We'll install a specific matplotlib version, to address a version conflict in the heliocloud environment.

In [None]:
!pip install matplotlib==3.6.2

We have preloaded the data we'll be using with PySPEDAS during PyHC Summer School, to avoid overloading the various data servers we would otherwise need to contact.  We'll set the SPEDAS_DATA_DIR environment variable to the data cache directory.

In [None]:
import os
os.environ["SPEDAS_DATA_DIR"] = "/home/jovyan/scratch_space/pyspedas_data"


### Example 1: A minimal PySPEDAS example ###

We'll import the top level pyspedas and pyspedas modules.  We'll also import a few frequently-used tools (like tplot) to avoid repetition.

In [None]:
import pyspedas
import pyspedas
from pyspedas import tplot

We'll set a time range corresponding to the date of the event we're studying.

In [None]:
trange = ['2023-03-24', '2023-03-25']

Now we'll load some THEMIS-A Fluxgate Magnetometer (FGM) data and plot it.

In [None]:
fgm_vars = pyspedas.themis.fgm(probe='a',trange=trange)
print(fgm_vars)
tplot('tha_fgs_gse')

A few things to note about this example:

Many of the PySPEDAS load routines follow the naming convention pyspedas.mission.instrument.

Parameters to the load routines are fairly standardized, and usually have sensible defaults.
In this case, we got all the relevant variables (including several choices of time resolution and coordinate systems) from the THEMIS-A L2 FGM data set.

Most load routines return a list of the tplot variables loaded.

We didn't have to set any axis titles, tick mark spacing, data ranges, or legends for the plot!
Many of the plot options are taken from metadata in the underlying data files; other attributes are initialized with reasonable defaults.

Tplot variables are the main data structure in PySPEDAS.  A tplot variable is essentially a container for timestamps, data arrays, and metadata (including plot options).  The underlying data structures are mapped to strings, and it is actually the strings or lists of strings that are passed around between PySPEDAS tools.

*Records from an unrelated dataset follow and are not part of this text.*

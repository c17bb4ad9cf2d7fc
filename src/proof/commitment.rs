//! Game Commitment Protocol
//!
//! The creator commits to `(seed, player, boardSize)` before any tile is
//! opened and reveals the seed after the game ends.
//!
//! `commit = keccak256(abi.encode(uint256 seed, address player, uint8 boardSize))`
//!
//! The encoding is three fixed 32-byte words, so commitments computed by
//! EVM clients verify here byte-for-byte. The board content is not part
//! of the commitment.

use serde::{Deserialize, Serialize};

use crate::core::hash::AbiEncoder;
use crate::game::state::{CommitHash, Identity, Seed};

/// Words in the commitment preimage.
const COMMITMENT_WORDS: usize = 3;

/// Compute the commitment for a preimage.
pub fn commit(seed: &Seed, player: &Identity, board_size: u8) -> CommitHash {
    let mut encoder = AbiEncoder::with_words(COMMITMENT_WORDS);
    encoder
        .push_uint256(seed.value())
        .push_address(player.address())
        .push_uint8(board_size);
    CommitHash::new(encoder.keccak256())
}

/// Recompute and compare byte-for-byte.
pub fn verify(hash: &CommitHash, seed: &Seed, player: &Identity, board_size: u8) -> bool {
    commit(seed, player, board_size) == *hash
}

/// Verify against a hex commitment in any case. Malformed hex never matches.
pub fn verify_hex(hash_hex: &str, seed: &Seed, player: &Identity, board_size: u8) -> bool {
    match hash_hex.parse::<CommitHash>() {
        Ok(hash) => verify(&hash, seed, player, board_size),
        Err(_) => false,
    }
}

/// Commitment preimage as published after the reveal.
#[derive(Clone, Debug, PartialEq, Eq, Serialize, Deserialize)]
#[serde(rename_all = "camelCase")]
pub struct CommitmentPreimage {
    /// Secret seed.
    pub seed: Seed,
    /// Creator identity.
    pub player: Identity,
    /// Tile count.
    pub board_size: u8,
}

impl CommitmentPreimage {
    /// Create a new preimage.
    pub fn new(seed: Seed, player: Identity, board_size: u8) -> Self {
        Self {
            seed,
            player,
            board_size,
        }
    }

    /// Commitment for this preimage.
    pub fn commitment(&self) -> CommitHash {
        commit(&self.seed, &self.player, self.board_size)
    }

    /// Does this preimage open `hash`?
    pub fn verify(&self, hash: &CommitHash) -> bool {
        verify(hash, &self.seed, &self.player, self.board_size)
    }
}
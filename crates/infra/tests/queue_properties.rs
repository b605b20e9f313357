use std::sync::Arc;
use std::time::Duration;

use chrono::{TimeDelta, Utc};
use serde_json::json;
use tokio::sync::Barrier;

use scanflow_core::{TenantId, WorkStatus};
use scanflow_infra::jobs::{
    ClaimOrder, FailOutcome, InMemoryJobStore, JobQueue, JobStore, QueueError, RetryPolicy,
};

fn queue(tenant: TenantId) -> JobQueue<Arc<InMemoryJobStore>> {
    JobQueue::new(InMemoryJobStore::arc(), tenant, RetryPolicy::default())
}

fn close_to(actual: chrono::DateTime<Utc>, expected: chrono::DateTime<Utc>) -> bool {
    (actual - expected).abs() < TimeDelta::milliseconds(500)
}

#[tokio::test]
async fn highest_priority_is_claimed_first() {
    let q = queue(TenantId::new());
    q.enqueue("scan", json!({"n": 10}), 10, None).await.unwrap();
    let urgent = q.enqueue("scan", json!({"n": 90}), 90, None).await.unwrap();
    q.enqueue("scan", json!({"n": 50}), 50, None).await.unwrap();

    let job = q.dequeue("worker-1").await.unwrap().unwrap();
    assert_eq!(job.id, urgent);
    assert_eq!(job.status, WorkStatus::Running);
    assert_eq!(job.worker_id.as_deref(), Some("worker-1"));
    assert!(job.started_at.is_some());
}

#[tokio::test]
async fn future_jobs_wait_for_their_time() {
    let q = queue(TenantId::new());
    q.enqueue("scan", json!({}), 99, Some(Utc::now() + TimeDelta::hours(1)))
        .await
        .unwrap();
    let now_job = q.enqueue("scan", json!({}), 1, None).await.unwrap();

    assert_eq!(q.dequeue("w").await.unwrap().map(|j| j.id), Some(now_job));
    assert!(q.dequeue("w").await.unwrap().is_none());
}

#[tokio::test(flavor = "multi_thread", worker_threads = 4)]
async fn one_pending_job_is_claimed_once() {
    const CALLERS: usize = 16;

    let q = queue(TenantId::new());
    let id = q.enqueue("scan", json!({}), 50, None).await.unwrap();
    let barrier = Arc::new(Barrier::new(CALLERS));

    let tasks: Vec<_> = (0..CALLERS)
        .map(|i| {
            let q = q.clone();
            let barrier = barrier.clone();
            tokio::spawn(async move {
                barrier.wait().await;
                q.dequeue(&format!("worker-{i}")).await.unwrap()
            })
        })
        .collect();

    let mut claimed = Vec::new();
    for task in tasks {
        if let Some(job) = task.await.unwrap() {
            claimed.push(job);
        }
    }
    assert_eq!(claimed.len(), 1);
    assert_eq!(claimed[0].id, id);
}

#[tokio::test]
async fn retries_back_off_then_dead_letter() {
    let tenant = TenantId::new();
    let q = queue(tenant);
    let id = q.enqueue("scan", json!({}), 50, None).await.unwrap();
    let later = || Utc::now() + TimeDelta::hours(2);

    q.dequeue("w").await.unwrap().unwrap();
    let before = Utc::now();
    let first = q.fail(id, "timeout", true).await.unwrap();
    let FailOutcome::Retrying { retry_count, scheduled_for } = first else {
        panic!("expected retry, got {first:?}");
    };
    assert_eq!(retry_count, 1);
    assert!(close_to(scheduled_for, before + TimeDelta::seconds(2)));
    let job = q.get(id).await.unwrap().unwrap();
    assert_eq!(job.status, WorkStatus::Pending);
    assert!(job.worker_id.is_none());
    assert!(job.started_at.is_none());
    assert_eq!(job.error.as_deref(), Some("timeout"));

    q.store()
        .claim(tenant, "w", ClaimOrder::CreatedFirst, later())
        .await
        .unwrap()
        .unwrap();
    let before = Utc::now();
    let second = q.fail(id, "timeout", true).await.unwrap();
    let FailOutcome::Retrying { retry_count, scheduled_for: second_at } = second else {
        panic!("expected retry, got {second:?}");
    };
    assert_eq!(retry_count, 2);
    assert!(close_to(second_at, before + TimeDelta::seconds(4)));
    assert!(second_at > scheduled_for);

    q.store()
        .claim(tenant, "w", ClaimOrder::CreatedFirst, later())
        .await
        .unwrap()
        .unwrap();
    let third = q.fail(id, "timeout", true).await.unwrap();
    assert_eq!(third, FailOutcome::DeadLettered { retry_count: 3 });

    let job = q.get(id).await.unwrap().unwrap();
    assert_eq!(job.status, WorkStatus::Failed);
    assert_eq!(job.retry_count, 3);
    assert!(job.completed_at.is_some());
    assert_eq!(q.get_failed_count(Some("scan")).await.unwrap(), 1);
}

#[tokio::test]
async fn failing_a_dead_letter_changes_nothing() {
    let q = queue(TenantId::new());
    let id = q.enqueue("scan", json!({}), 50, None).await.unwrap();
    q.dequeue("w").await.unwrap();
    q.fail(id, "bad input", false).await.unwrap();
    let dead = q.get(id).await.unwrap().unwrap();

    let again = q.fail(id, "bad input", false).await;
    assert!(matches!(again, Err(QueueError::InvalidTransition { .. })));
    assert_eq!(q.get(id).await.unwrap().unwrap(), dead);
}

#[tokio::test]
async fn cancelling_a_completed_job_is_refused() {
    let q = queue(TenantId::new());
    let id = q.enqueue("scan", json!({}), 50, None).await.unwrap();
    q.dequeue("w").await.unwrap();
    q.complete(id, Some(json!({"files": 3}))).await.unwrap();
    let done = q.get(id).await.unwrap().unwrap();

    assert!(!q.cancel(id).await.unwrap());
    assert_eq!(q.get(id).await.unwrap().unwrap(), done);
}

#[tokio::test]
async fn requeue_and_purge_dead_letters() {
    let q = queue(TenantId::new());
    let a = q.enqueue("scan", json!({}), 50, None).await.unwrap();
    let b = q.enqueue("export", json!({}), 50, None).await.unwrap();
    for _ in 0..2 {
        let job = q.dequeue("w").await.unwrap().unwrap();
        q.fail(job.id, "boom", false).await.unwrap();
    }

    let page = q.get_failed_jobs(None, 10, 0).await.unwrap();
    assert_eq!(page.len(), 2);
    let stats = q.get_queue_stats().await.unwrap();
    assert_eq!(stats.failed, 2);
    assert_eq!(stats.failed_by_type.get("scan"), Some(&1));

    assert!(q.requeue_failed(a, true).await.unwrap());
    assert!(!q.requeue_failed(a, true).await.unwrap());
    let job = q.get(a).await.unwrap().unwrap();
    assert_eq!(job.status, WorkStatus::Pending);
    assert_eq!(job.retry_count, 0);
    assert!(job.error.is_none());

    tokio::time::sleep(Duration::from_millis(5)).await;
    assert_eq!(q.purge_failed(Some("export"), Duration::ZERO).await.unwrap(), 1);
    assert!(q.get(b).await.unwrap().is_none());
    assert_eq!(q.get_failed_count(None).await.unwrap(), 0);
}

#[tokio::test]
async fn other_tenants_jobs_look_missing() {
    let store = InMemoryJobStore::arc();
    let owner = JobQueue::new(store.clone(), TenantId::new(), RetryPolicy::default());
    let stranger = owner.for_tenant(TenantId::new());

    let id = owner.enqueue("scan", json!({}), 50, None).await.unwrap();
    assert!(stranger.get(id).await.unwrap().is_none());
    assert!(!stranger.cancel(id).await.unwrap());
    assert!(stranger.dequeue("w").await.unwrap().is_none());

    owner.dequeue("w").await.unwrap();
    owner.fail(id, "boom", false).await.unwrap();
    assert!(!stranger.requeue_failed(id, true).await.unwrap());
    assert_eq!(stranger.get_failed_count(None).await.unwrap(), 0);
    assert!(matches!(
        stranger.complete(id, None).await,
        Err(QueueError::NotFound(_))
    ));
    assert_eq!(owner.get(id).await.unwrap().unwrap().status, WorkStatus::Failed);
}
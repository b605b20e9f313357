//! Strongly-typed identifiers used across the scheduler.

use core::str::FromStr;
use serde::{Deserialize, Serialize};
use uuid::Uuid;

use crate::error::DomainError;

/// Identifier of a tenant (isolation boundary for every query).
#[derive(Debug, Copy, Clone, PartialEq, Eq, Hash, PartialOrd, Ord, Serialize, Deserialize)]
#[serde(transparent)]
pub struct TenantId(Uuid);

/// Identifier of a user-initiated scan (the parent aggregate of its partitions).
#[derive(Debug, Copy, Clone, PartialEq, Eq, Hash, PartialOrd, Ord, Serialize, Deserialize)]
#[serde(transparent)]
pub struct ScanJobId(Uuid);

/// Identifier of one partition of a scan.
#[derive(Debug, Copy, Clone, PartialEq, Eq, Hash, PartialOrd, Ord, Serialize, Deserialize)]
#[serde(transparent)]
pub struct PartitionId(Uuid);

/// Identifier of the scan target (the storage location being scanned).
#[derive(Debug, Copy, Clone, PartialEq, Eq, Hash, PartialOrd, Ord, Serialize, Deserialize)]
#[serde(transparent)]
pub struct TargetId(Uuid);

macro_rules! impl_uuid_newtype {
    ($t:ty, $name:literal) => {
        impl $t {
            /// Create a new identifier.
            ///
            /// Uses UUIDv7 (time-ordered), so ids sort roughly by creation time.
            pub fn new() -> Self {
                Self(Uuid::now_v7())
            }

            pub fn from_uuid(uuid: Uuid) -> Self {
                Self(uuid)
            }

            pub fn as_uuid(&self) -> &Uuid {
                &self.0
            }
        }

        impl Default for $t {
            fn default() -> Self {
                Self::new()
            }
        }

        impl core::fmt::Display for $t {
            fn fmt(&self, f: &mut core::fmt::Formatter<'_>) -> core::fmt::Result {
                core::fmt::Display::fmt(&self.0, f)
            }
        }

        impl From<Uuid> for $t {
            fn from(value: Uuid) -> Self {
                Self(value)
            }
        }

        impl From<$t> for Uuid {
            fn from(value: $t) -> Self {
                value.0
            }
        }

        impl FromStr for $t {
            type Err = DomainError;

            fn from_str(s: &str) -> Result<Self, Self::Err> {
                Uuid::from_str(s).map(Self).map_err(|e| DomainError::InvalidId {
                    kind: $name,
                    reason: e.to_string(),
                })
            }
        }
    };
}

impl_uuid_newtype!(TenantId, "TenantId");
impl_uuid_newtype!(ScanJobId, "ScanJobId");
impl_uuid_newtype!(PartitionId, "PartitionId");
impl_uuid_newtype!(TargetId, "TargetId");
//! Tenant-scoped job queue facade.

use std::time::Duration;

use chrono::{DateTime, Utc};
use tracing::{debug, info, warn};

use scanflow_core::TenantId;

use super::retry::RetryPolicy;
use super::store::{JobStore, QueueError};
use super::types::{ClaimOrder, FailOutcome, Job, JobId, NewJob, QueueStats};

/// Priority work queue bound to one tenant.
///
/// Owns the retry policy and reads the clock; the store does the atomic work.
/// Every call is scoped to [`tenant_id`](Self::tenant_id): jobs of other
/// tenants are invisible and behave as missing.
#[derive(Debug, Clone)]
pub struct JobQueue<S> {
    store: S,
    tenant_id: TenantId,
    policy: RetryPolicy,
    claim_order: ClaimOrder,
}

impl<S: JobStore> JobQueue<S> {
    pub fn new(store: S, tenant_id: TenantId, policy: RetryPolicy) -> Self {
        Self {
            store,
            tenant_id,
            policy,
            claim_order: ClaimOrder::default(),
        }
    }

    pub fn with_claim_order(mut self, claim_order: ClaimOrder) -> Self {
        self.claim_order = claim_order;
        self
    }

    /// Same store and policy, different tenant.
    pub fn for_tenant(&self, tenant_id: TenantId) -> Self
    where
        S: Clone,
    {
        Self {
            store: self.store.clone(),
            tenant_id,
            policy: self.policy.clone(),
            claim_order: self.claim_order,
        }
    }

    pub fn tenant_id(&self) -> TenantId {
        self.tenant_id
    }

    pub fn policy(&self) -> &RetryPolicy {
        &self.policy
    }

    pub fn store(&self) -> &S {
        &self.store
    }

    /// Enqueue a job. Duplicate payloads are not detected.
    pub async fn enqueue(
        &self,
        task_type: &str,
        payload: serde_json::Value,
        priority: i32,
        scheduled_for: Option<DateTime<Utc>>,
    ) -> Result<JobId, QueueError> {
        let mut job = NewJob::new(task_type, payload).priority(priority);
        job.scheduled_for = scheduled_for;
        self.submit(job).await
    }

    /// Enqueue a fully specified job.
    pub async fn submit(&self, job: NewJob) -> Result<JobId, QueueError> {
        let job = job.into_job(self.tenant_id, self.policy.default_max_retries, Utc::now());
        let (task_type, priority) = (job.task_type.clone(), job.priority);
        let id = self.store.insert(job).await?;
        debug!(job_id = %id, task_type = %task_type, priority, "enqueued job");
        Ok(id)
    }

    /// Claim the next eligible job for `worker_id`. Non-blocking: returns
    /// `None` when nothing is eligible.
    pub async fn dequeue(&self, worker_id: &str) -> Result<Option<Job>, QueueError> {
        self.store
            .claim(self.tenant_id, worker_id, self.claim_order, Utc::now())
            .await
    }

    /// Mark a running job completed.
    pub async fn complete(
        &self,
        job_id: JobId,
        result: Option<serde_json::Value>,
    ) -> Result<(), QueueError> {
        self.store
            .complete(self.tenant_id, job_id, result, Utc::now())
            .await
    }

    /// Fail a running job: reschedule with backoff while retries remain,
    /// otherwise dead-letter it.
    pub async fn fail(
        &self,
        job_id: JobId,
        error: &str,
        retry: bool,
    ) -> Result<FailOutcome, QueueError> {
        let outcome = self
            .store
            .fail(self.tenant_id, job_id, error, retry, &self.policy, Utc::now())
            .await?;

        match outcome {
            FailOutcome::Retrying {
                retry_count,
                scheduled_for,
            } => debug!(job_id = %job_id, retry_count, %scheduled_for, error, "job scheduled for retry"),
            FailOutcome::DeadLettered { retry_count } => {
                warn!(job_id = %job_id, retry_count, error, "job dead-lettered")
            }
        }
        Ok(outcome)
    }

    /// Cancel a pending or running job. False if missing or already terminal.
    pub async fn cancel(&self, job_id: JobId) -> Result<bool, QueueError> {
        self.store.cancel(self.tenant_id, job_id, Utc::now()).await
    }

    /// Put a dead-lettered job back to pending.
    pub async fn requeue_failed(
        &self,
        job_id: JobId,
        reset_retries: bool,
    ) -> Result<bool, QueueError> {
        let requeued = self
            .store
            .requeue_failed(self.tenant_id, job_id, reset_retries)
            .await?;
        if requeued {
            info!(job_id = %job_id, reset_retries, "requeued dead-lettered job");
        }
        Ok(requeued)
    }

    pub async fn requeue_all_failed(
        &self,
        task_type: Option<&str>,
        reset_retries: bool,
    ) -> Result<u64, QueueError> {
        let count = self
            .store
            .requeue_all_failed(self.tenant_id, task_type, reset_retries)
            .await?;
        info!(count, task_type, "requeued dead-lettered jobs");
        Ok(count)
    }

    pub async fn get(&self, job_id: JobId) -> Result<Option<Job>, QueueError> {
        self.store.get(self.tenant_id, job_id).await
    }

    /// Dead-letter page, most recently failed first.
    pub async fn get_failed_jobs(
        &self,
        task_type: Option<&str>,
        limit: usize,
        offset: usize,
    ) -> Result<Vec<Job>, QueueError> {
        self.store
            .failed_jobs(self.tenant_id, task_type, limit, offset)
            .await
    }

    pub async fn get_failed_count(&self, task_type: Option<&str>) -> Result<u64, QueueError> {
        self.store.failed_count(self.tenant_id, task_type).await
    }

    pub async fn get_queue_stats(&self) -> Result<QueueStats, QueueError> {
        self.store.stats(self.tenant_id).await
    }

    /// Delete dead-lettered jobs that failed more than `older_than` ago.
    pub async fn purge_failed(
        &self,
        task_type: Option<&str>,
        older_than: Duration,
    ) -> Result<u64, QueueError> {
        let cutoff = Utc::now() - chrono::Duration::from_std(older_than).unwrap_or_default();
        let purged = self
            .store
            .purge_failed(self.tenant_id, task_type, cutoff)
            .await?;
        info!(purged, task_type, "purged dead-lettered jobs");
        Ok(purged)
    }

    /// Return running jobs whose worker has held them longer than
    /// `older_than` to pending.
    pub async fn reclaim_stuck(&self, older_than: Duration) -> Result<Vec<JobId>, QueueError> {
        let cutoff = Utc::now() - chrono::Duration::from_std(older_than).unwrap_or_default();
        let reclaimed = self.store.reclaim_stuck(self.tenant_id, cutoff).await?;
        if !reclaimed.is_empty() {
            warn!(count = reclaimed.len(), "reclaimed stuck jobs");
        }
        Ok(reclaimed)
    }
}

#[cfg(test)]
mod tests {
    use super::*;
    use crate::jobs::store::InMemoryJobStore;
    use crate::jobs::types::DEFAULT_PRIORITY;
    use scanflow_core::WorkStatus;
    use serde_json::json;
    use std::sync::Arc;

    fn queue() -> JobQueue<Arc<InMemoryJobStore>> {
        JobQueue::new(InMemoryJobStore::arc(), TenantId::new(), RetryPolicy::default())
    }

    fn close_to(actual: DateTime<Utc>, expected: DateTime<Utc>) -> bool {
        (actual - expected).num_milliseconds().abs() < 1_000
    }

    #[tokio::test]
    async fn backoff_then_dead_letter() {
        let queue = queue();
        let id = queue
            .enqueue("scan_partition", json!({}), DEFAULT_PRIORITY, None)
            .await
            .unwrap();

        queue.dequeue("w").await.unwrap().unwrap();
        let before = Utc::now();
        let outcome = queue.fail(id, "first", true).await.unwrap();
        let FailOutcome::Retrying {
            retry_count,
            scheduled_for,
        } = outcome
        else {
            panic!("expected retry, got {outcome:?}");
        };
        assert_eq!(retry_count, 1);
        assert!(close_to(scheduled_for, before + chrono::Duration::seconds(2)));

        // Not eligible until the backoff elapses.
        assert!(queue.dequeue("w").await.unwrap().is_none());

        // Pretend the delay passed.
        let claimed = queue
            .store()
            .claim(queue.tenant_id(), "w", ClaimOrder::CreatedFirst, scheduled_for)
            .await
            .unwrap()
            .unwrap();
        assert_eq!(claimed.id, id);

        let before = Utc::now();
        let outcome = queue.fail(id, "second", true).await.unwrap();
        let FailOutcome::Retrying {
            retry_count,
            scheduled_for,
        } = outcome
        else {
            panic!("expected retry, got {outcome:?}");
        };
        assert_eq!(retry_count, 2);
        assert!(close_to(scheduled_for, before + chrono::Duration::seconds(4)));

        queue
            .store()
            .claim(queue.tenant_id(), "w", ClaimOrder::CreatedFirst, scheduled_for)
            .await
            .unwrap()
            .unwrap();
        let outcome = queue.fail(id, "third", true).await.unwrap();
        assert_eq!(outcome, FailOutcome::DeadLettered { retry_count: 3 });

        let job = queue.get(id).await.unwrap().unwrap();
        assert_eq!(job.status, WorkStatus::Failed);
        assert_eq!(job.retry_count, 3);
        assert_eq!(job.error.as_deref(), Some("third"));
        assert!(job.completed_at.is_some());
    }

    #[tokio::test]
    async fn fail_on_dead_letter_is_rejected() {
        let queue = queue();
        let id = queue
            .enqueue("export", json!({}), DEFAULT_PRIORITY, None)
            .await
            .unwrap();
        queue.dequeue("w").await.unwrap();
        queue.fail(id, "fatal", false).await.unwrap();
        let before = queue.get(id).await.unwrap().unwrap();

        let err = queue.fail(id, "again", true).await.unwrap_err();
        assert!(matches!(err, QueueError::InvalidTransition { .. }));
        assert_eq!(queue.get(id).await.unwrap().unwrap(), before);
    }

    #[tokio::test]
    async fn cancel_completed_is_noop() {
        let queue = queue();
        let id = queue
            .enqueue("export", json!({}), DEFAULT_PRIORITY, None)
            .await
            .unwrap();
        queue.dequeue("w").await.unwrap();
        queue.complete(id, Some(json!({"rows": 3}))).await.unwrap();
        let before = queue.get(id).await.unwrap().unwrap();

        assert!(!queue.cancel(id).await.unwrap());
        assert_eq!(queue.get(id).await.unwrap().unwrap(), before);
    }

    #[tokio::test]
    async fn requeue_failed_without_reset_keeps_count() {
        let queue = queue();
        let id = queue
            .enqueue("export", json!({}), DEFAULT_PRIORITY, None)
            .await
            .unwrap();
        queue.dequeue("w").await.unwrap();
        let FailOutcome::Retrying { scheduled_for, .. } =
            queue.fail(id, "flaky", true).await.unwrap()
        else {
            panic!("expected retry");
        };
        queue
            .store()
            .claim(queue.tenant_id(), "w", ClaimOrder::CreatedFirst, scheduled_for)
            .await
            .unwrap()
            .unwrap();
        queue.fail(id, "boom", false).await.unwrap();

        assert!(queue.requeue_failed(id, false).await.unwrap());
        assert!(!queue.requeue_failed(id, false).await.unwrap());

        let job = queue.dequeue("w").await.unwrap().unwrap();
        assert_eq!(job.id, id);
        assert_eq!(job.retry_count, 1);
        assert!(job.error.is_none());
    }

    #[tokio::test]
    async fn scheduled_first_order_breaks_ties() {
        let store = InMemoryJobStore::arc();
        let queue = JobQueue::new(store, TenantId::new(), RetryPolicy::default())
            .with_claim_order(ClaimOrder::ScheduledFirst);
        let past = Utc::now() - chrono::Duration::minutes(5);

        queue
            .enqueue("a", json!({}), DEFAULT_PRIORITY, None)
            .await
            .unwrap();
        let early = queue
            .enqueue("a", json!({}), DEFAULT_PRIORITY, Some(past))
            .await
            .unwrap();

        assert_eq!(queue.dequeue("w").await.unwrap().unwrap().id, early);
    }

    #[tokio::test]
    async fn for_tenant_shares_store_but_not_jobs() {
        let queue = queue();
        let other = queue.for_tenant(TenantId::new());
        let id = queue
            .enqueue("a", json!({}), DEFAULT_PRIORITY, None)
            .await
            .unwrap();

        assert!(other.get(id).await.unwrap().is_none());
        assert!(other.dequeue("w").await.unwrap().is_none());
        assert!(!other.requeue_failed(id, true).await.unwrap());
        assert_eq!(queue.get_queue_stats().await.unwrap().pending, 1);
    }
}
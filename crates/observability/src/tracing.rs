//! Tracing/logging initialization.

use serde::{Deserialize, Serialize};
use tracing_subscriber::EnvFilter;

/// Log output settings.
#[derive(Debug, Clone, PartialEq, Eq, Serialize, Deserialize)]
#[serde(default)]
pub struct LogConfig {
    /// Filter directive used when `RUST_LOG` is unset, e.g. `"info"` or
    /// `"scanflow_infra=debug,sqlx=warn"`.
    pub level: String,
    /// Emit newline-delimited JSON instead of human-readable lines.
    pub json: bool,
}

impl Default for LogConfig {
    fn default() -> Self {
        Self {
            level: "info".to_string(),
            json: true,
        }
    }
}

impl LogConfig {
    /// Resolve the effective filter: `RUST_LOG` wins over the configured level.
    pub fn filter(&self) -> EnvFilter {
        EnvFilter::try_from_default_env().unwrap_or_else(|_| {
            EnvFilter::try_new(&self.level).unwrap_or_else(|_| EnvFilter::new("info"))
        })
    }
}

/// Initialize tracing/logging for the process.
///
/// Safe to call multiple times (subsequent calls are no-ops).
pub fn init(config: &LogConfig) {
    let builder = tracing_subscriber::fmt()
        .with_env_filter(config.filter())
        .with_timer(tracing_subscriber::fmt::time::SystemTime)
        .with_target(false);

    let _ = if config.json {
        builder.json().try_init()
    } else {
        builder.try_init()
    };
}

Let's take a closer look at some of the tplot variables produced by this load routine call.

We can see a list of loaded variables with the routine pyspedas.tplot_names():

In [None]:
pyspedas.tplot_names()

To get access to the underlying timestamp or data arrays, or the metadata dictionary, 
we can use pyspedas.get_data().

pyspedas.time_string() is useful for generating human-readable timestamps.

In [None]:
from pyspedas import get_data, time_string

# By default, get_data returns a tuple with named fields 'times', 'y', 
# and possibly additional fields for spectrograms or higher dimensional data arrays.
fgs_dat = get_data('tha_fgs_gse')
print(time_string(fgs_dat.times[0:3]))
print(fgs_dat.y[0:3])

# get_data can also return a dictionary containing the variable's metadata, plot options, etc.
fgs_md = get_data('tha_fgs_gse', metadata=True)
print(fgs_md.keys())
print(fgs_md['plot_options']['yaxis_opt'])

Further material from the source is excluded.